Following the lifting of lockdown restrictions, around two thirds (64%) of consumers say they are willing to pay more for products and services that are produced and sourced locally, compared with 57% who said that they would be more likely to do this in 2020.
Overall, three in five (61%) consumers say they are now more likely to spend money at a business that is independent or local to their area, while more than a third (35%) say they started using more local stores and services to support their community during the pandemic.
Libby Cousins, partner and leader of advertising, marketing and commerce at Deloitte Digital, said: “During lockdown, consumers used local stores and services out of necessity but we’re now seeing that they’re drawn to local businesses out of choice.
“Whether it’s due to the personal service consumers receive in local stores, the quality of local products on offer, or the sense of giving back to the community by using these locations, it’s likely that these businesses will continue to benefit from a long-term increase in consumer loyalty. Local brands can consider more ways to boost local loyalty, for instance by rolling-out subscription services, establishing an online presence or hosting community events.”

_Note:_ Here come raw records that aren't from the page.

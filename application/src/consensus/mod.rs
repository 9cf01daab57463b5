//! Consensus loop over the provider dispatcher.

pub mod engine;

pub use engine::{ConsensusEngine, ConsensusError};
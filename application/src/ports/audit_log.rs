//! Audit log port
//!
//! The audit log is the system of record for what was approved and why.
//! It is append-only: entries are never rewritten or removed.

use async_trait::async_trait;
use std::sync::{Mutex, PoisonError};
use thiserror::Error;
use wallbounce_domain::{AuditEntry, RequestId};

#[derive(Error, Debug, Clone, PartialEq)]
pub enum AuditError {
    #[error("Audit I/O error: {0}")]
    Io(String),

    #[error("Audit serialization error: {0}")]
    Serialization(String),
}

#[async_trait]
pub trait AuditLog: Send + Sync {
    async fn append(&self, entry: &AuditEntry) -> Result<(), AuditError>;

    /// Entries for one request, in append order.
    async fn entries_for(&self, request_id: RequestId) -> Result<Vec<AuditEntry>, AuditError>;
}

/// Process-local audit log
#[derive(Default)]
pub struct InMemoryAuditLog {
    entries: Mutex<Vec<AuditEntry>>,
}

impl InMemoryAuditLog {
    pub fn new() -> Self {
        Self::default()
    }

    pub fn len(&self) -> usize {
        self.entries
            .lock()
            .unwrap_or_else(PoisonError::into_inner)
            .len()
    }

    pub fn is_empty(&self) -> bool {
        self.len() == 0
    }
}

#[async_trait]
impl AuditLog for InMemoryAuditLog {
    async fn append(&self, entry: &AuditEntry) -> Result<(), AuditError> {
        self.entries
            .lock()
            .unwrap_or_else(PoisonError::into_inner)
            .push(entry.clone());
        Ok(())
    }

    async fn entries_for(&self, request_id: RequestId) -> Result<Vec<AuditEntry>, AuditError> {
        Ok(self
            .entries
            .lock()
            .unwrap_or_else(PoisonError::into_inner)
            .iter()
            .filter(|e| e.request_id == request_id)
            .cloned()
            .collect())
    }
}
//! Result cache adapters

mod memory;

pub use memory::InMemoryResultCache;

Meanwhile, 16% of consumers said they have stopped using or supporting a company over the past 12-months because of the way they have responded to Covid-19.
Half (49%) of this group say this is because they did not treat their staff fairly during lockdown, while 39% cite a failure to ensure the safety of their employees or customers.
Almost half (46%) of consumers say that they are now more tolerant of a poor service experience in-stores as they know it’s been a difficult time for these businesses.
Skiles concluded: “As marketers, we need to put employees at the front of our thinking, not just customers. For too long, brands have rolled-out advertising campaigns and initiatives aimed at shining a spotlight on the pride they place on their products and customers, rather than their workforce. It’s clear that consumers today want to spend their money with people rather than faceless brands – marketers must take every opportunity to demonstrate the expertise and efforts of the people who make their businesses great.”